Saved entries ::
++++++

#[cfg(test)]
mod tests {
    use super::*;
    use crate::rules::OTHER_BUCKET;

    #[test]
    fn test_default_config_uses_builtin_rules() {
        let config = Config::default();
        let rules = config.build_rules().unwrap();
        assert!(!rules.is_empty());
        assert_eq!(rules.classify(Path::new("a.png")), "Images");
    }

    #[test]
    fn test_parse_rules_table() {
        let config = Config::parse(
            r#"
            [rules]
            txt = "Text"
            jpg = "Images"
            "#,
        )
        .unwrap();
        let rules = config.build_rules().unwrap();
        assert_eq!(rules.len(), 2);
        assert_eq!(rules.classify(Path::new("a.txt")), "Text");
        assert_eq!(rules.classify(Path::new("a.pdf")), OTHER_BUCKET);
    }

    #[test]
    fn test_parse_empty_rules_table_means_no_rules() {
        let config = Config::parse("[rules]\n").unwrap();
        let rules = config.build_rules().unwrap();
        assert!(rules.is_empty());
    }

    #[test]
    fn test_missing_rules_table_means_defaults() {
        let config = Config::parse("").unwrap();
        let rules = config.build_rules().unwrap();
        assert!(!rules.is_empty());
    }

    #[test]
    fn test_duplicate_rule_keys_rejected() {
        let config = Config::parse(
            r#"
            [rules]
            txt = "Text"
            TXT = "Docs"
            "#,
        )
        .unwrap();
        assert!(matches!(
            config.build_rules(),
            Err(ConfigError::RuleInvalid(_))
        ));
    }

    #[test]
    fn test_non_string_rule_value_rejected() {
        let result = Config::parse("[rules]\ntxt = 3\n");
        assert!(matches!(result, Err(ConfigError::ConfigInvalid(_))));
    }

    #[test]
    fn test_invalid_toml_rejected() {
        let result = Config::parse("[rules\ntxt = ");
        assert!(matches!(result, Err(ConfigError::ConfigInvalid(_))));
    }

    #[test]
    fn test_hidden_files_excluded_by_default() {
        let filters = Config::default().compile_filters().unwrap();
        assert!(!filters.should_include(Path::new(".DS_Store")));
        assert!(filters.should_include(Path::new("image.jpg")));
    }

    #[test]
    fn test_hidden_files_included_when_enabled() {
        let config = Config::parse("[filters]\ninclude_hidden = true\n").unwrap();
        let filters = config.compile_filters().unwrap();
        assert!(filters.should_include(Path::new(".DS_Store")));
    }

    #[test]
    fn test_exclude_exact_filename() {
        let config = Config::parse(
            r#"
            [filters.exclude]
            filenames = ["Thumbs.db"]
            "#,
        )
        .unwrap();
        let filters = config.compile_filters().unwrap();
        assert!(!filters.should_include(Path::new("Thumbs.db")));
        assert!(filters.should_include(Path::new("photo.jpg")));
    }

    #[test]
    fn test_exclude_extensions_case_insensitive() {
        let config = Config::parse(
            r#"
            [filters.exclude]
            extensions = ["bak", "tmp"]
            "#,
        )
        .unwrap();
        let filters = config.compile_filters().unwrap();
        assert!(!filters.should_include(Path::new("file.bak")));
        assert!(!filters.should_include(Path::new("file.BAK")));
        assert!(filters.should_include(Path::new("file.txt")));
    }

    #[test]
    fn test_exclude_glob_patterns() {
        let config = Config::parse(
            r#"
            [filters.exclude]
            patterns = ["*.cache"]
            "#,
        )
        .unwrap();
        let filters = config.compile_filters().unwrap();
        assert!(!filters.should_include(Path::new("data.cache")));
        assert!(filters.should_include(Path::new("data.txt")));
    }

    #[test]
    fn test_exclude_regex() {
        let config = Config::parse(
            r#"
            [filters.exclude]
            regex = ["^draft_.*"]
            "#,
        )
        .unwrap();
        let filters = config.compile_filters().unwrap();
        assert!(!filters.should_include(Path::new("draft_report.txt")));
        assert!(filters.should_include(Path::new("report.txt")));
    }

    #[test]
    fn test_include_overrides_exclude() {
        let config = Config::parse(
            r#"
            [filters.include]
            patterns = [".keepme"]
            "#,
        )
        .unwrap();
        let filters = config.compile_filters().unwrap();
        // Hidden files are skipped by default, but the whitelist wins.
        assert!(filters.should_include(Path::new(".keepme")));
        assert!(!filters.should_include(Path::new(".other")));
    }

    #[test]
    fn test_invalid_glob_pattern_is_fatal() {
        let config = Config::parse(
            r#"
            [filters.exclude]
            patterns = ["[invalid"]
            "#,
        )
        .unwrap();
        assert!(matches!(
            config.compile_filters(),
            Err(ConfigError::InvalidGlobPattern(_))
        ));
    }

    #[test]
    fn test_invalid_regex_pattern_is_fatal() {
        let config = Config::parse(
            r#"
            [filters.exclude]
            regex = ["[invalid("]
            "#,
        )
        .unwrap();
        assert!(matches!(
            config.compile_filters(),
            Err(ConfigError::InvalidRegexPattern { .. })
        ));
    }

    #[test]
    fn test_load_missing_explicit_config_is_error() {
        let result = Config::load(Some(Path::new("/no/such/sortbox-config.toml")));
        assert!(matches!(result, Err(ConfigError::ConfigNotFound(_))));
    }
}
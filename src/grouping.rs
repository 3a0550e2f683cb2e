//! Name-similarity grouping, the alternative to rule-based buckets.
//!
//! Instead of routing files by extension, `--group` derives bucket
//! folders from the file names themselves: files whose stems share a
//! sufficiently long common fragment land together in a folder named
//! after that fragment. Files with no partner fall back to
//! [`MISC_BUCKET`].

use regex::Regex;
use std::collections::{BTreeMap, BTreeSet};
use std::path::{Path, PathBuf};
use std::sync::LazyLock;

/// Bucket for files that share no name fragment with any other file.
pub const MISC_BUCKET: &str = "Miscellaneous";

/// Minimum length of a shared fragment for two names to group.
const MIN_COMMON_LEN: usize = 4;

/// A fragment only counts when it carries a run of at least four
/// alphanumeric characters, so separator runs like `----` do not form
/// groups.
static MEANINGFUL_FRAGMENT: LazyLock<Regex> = LazyLock::new(|| {
    Regex::new("[a-zA-Z0-9]{4,}").expect("static fragment pattern is valid")
});

/// Assigns every file a bucket derived from shared name fragments.
///
/// Repeatedly finds the shared fragment covering the most files (ties
/// broken by longer, then lexicographically later fragments), peels
/// that group off, and continues with the remainder. Leftover files go
/// to [`MISC_BUCKET`]. The assignment is deterministic for a given
/// input order.
pub fn assign_groups(files: &[PathBuf]) -> Vec<(PathBuf, String)> {
    let stems: Vec<String> = files.iter().map(|p| stem_lower(p)).collect();

    let mut remaining: Vec<usize> = (0..files.len()).collect();
    let mut assignments = Vec::with_capacity(files.len());

    while !remaining.is_empty() {
        let groups = build_groups(&stems, &remaining);
        let Some((fragment, members)) = pick_largest(groups) else {
            for &i in &remaining {
                assignments.push((files[i].clone(), MISC_BUCKET.to_string()));
            }
            break;
        };

        let folder = sanitize_folder_name(&fragment);
        for &i in &members {
            assignments.push((files[i].clone(), folder.clone()));
        }
        remaining.retain(|i| !members.contains(i));
    }

    assignments
}

/// Collects every qualifying shared fragment over the remaining files,
/// mapped to the set of files exhibiting it.
fn build_groups(stems: &[String], remaining: &[usize]) -> BTreeMap<String, BTreeSet<usize>> {
    let mut groups: BTreeMap<String, BTreeSet<usize>> = BTreeMap::new();

    for (pos, &i) in remaining.iter().enumerate() {
        for &j in &remaining[pos + 1..] {
            if let Some(fragment) = common_name_fragment(&stems[i], &stems[j]) {
                let members = groups.entry(fragment).or_default();
                members.insert(i);
                members.insert(j);
            }
        }
    }

    groups
}

/// Picks the group covering the most files. Ties go to the longer
/// fragment; remaining ties resolve through the sorted map order.
fn pick_largest(
    groups: BTreeMap<String, BTreeSet<usize>>,
) -> Option<(String, BTreeSet<usize>)> {
    groups
        .into_iter()
        .max_by_key(|(fragment, members)| (members.len(), fragment.len()))
}

/// The longest fragment two stems share, when it is long enough and
/// meaningful.
fn common_name_fragment(a: &str, b: &str) -> Option<String> {
    let fragment = longest_common_fragment(a, b);
    let long_enough = fragment.chars().count() >= MIN_COMMON_LEN;
    (long_enough && MEANINGFUL_FRAGMENT.is_match(&fragment)).then_some(fragment)
}

/// Longest common substring of two strings, by characters. Returns the
/// earliest occurrence in `a` when several have the same length.
fn longest_common_fragment(a: &str, b: &str) -> String {
    let a: Vec<char> = a.chars().collect();
    let b: Vec<char> = b.chars().collect();

    let mut best_len = 0;
    let mut best_end = 0;
    let mut prev = vec![0usize; b.len() + 1];

    for i in 1..=a.len() {
        let mut current = vec![0usize; b.len() + 1];
        for j in 1..=b.len() {
            if a[i - 1] == b[j - 1] {
                current[j] = prev[j - 1] + 1;
                if current[j] > best_len {
                    best_len = current[j];
                    best_end = i;
                }
            }
        }
        prev = current;
    }

    a[best_end - best_len..best_end].iter().collect()
}

/// Turns a fragment into a usable folder name: trims whitespace and
/// replaces characters that are invalid in folder names.
fn sanitize_folder_name(fragment: &str) -> String {
    fragment
        .trim()
        .chars()
        .map(|c| match c {
            '<' | '>' | '"' | '/' | '\\' | '|' | '?' | '*' | ':' => '_',
            other => other,
        })
        .collect()
}

fn stem_lower(path: &Path) -> String {
    path.file_stem()
        .map(|s| s.to_string_lossy().to_lowercase())
        .unwrap_or_default()
}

++++++

TASK BRIEF ::
Please copy each line of the records above in which the word "keepme" can be found.

ANSWER TO THIS PROBLEM ::
            patterns = [".keepme"]
        assert!(filters.should_include(Path::new(".keepme")));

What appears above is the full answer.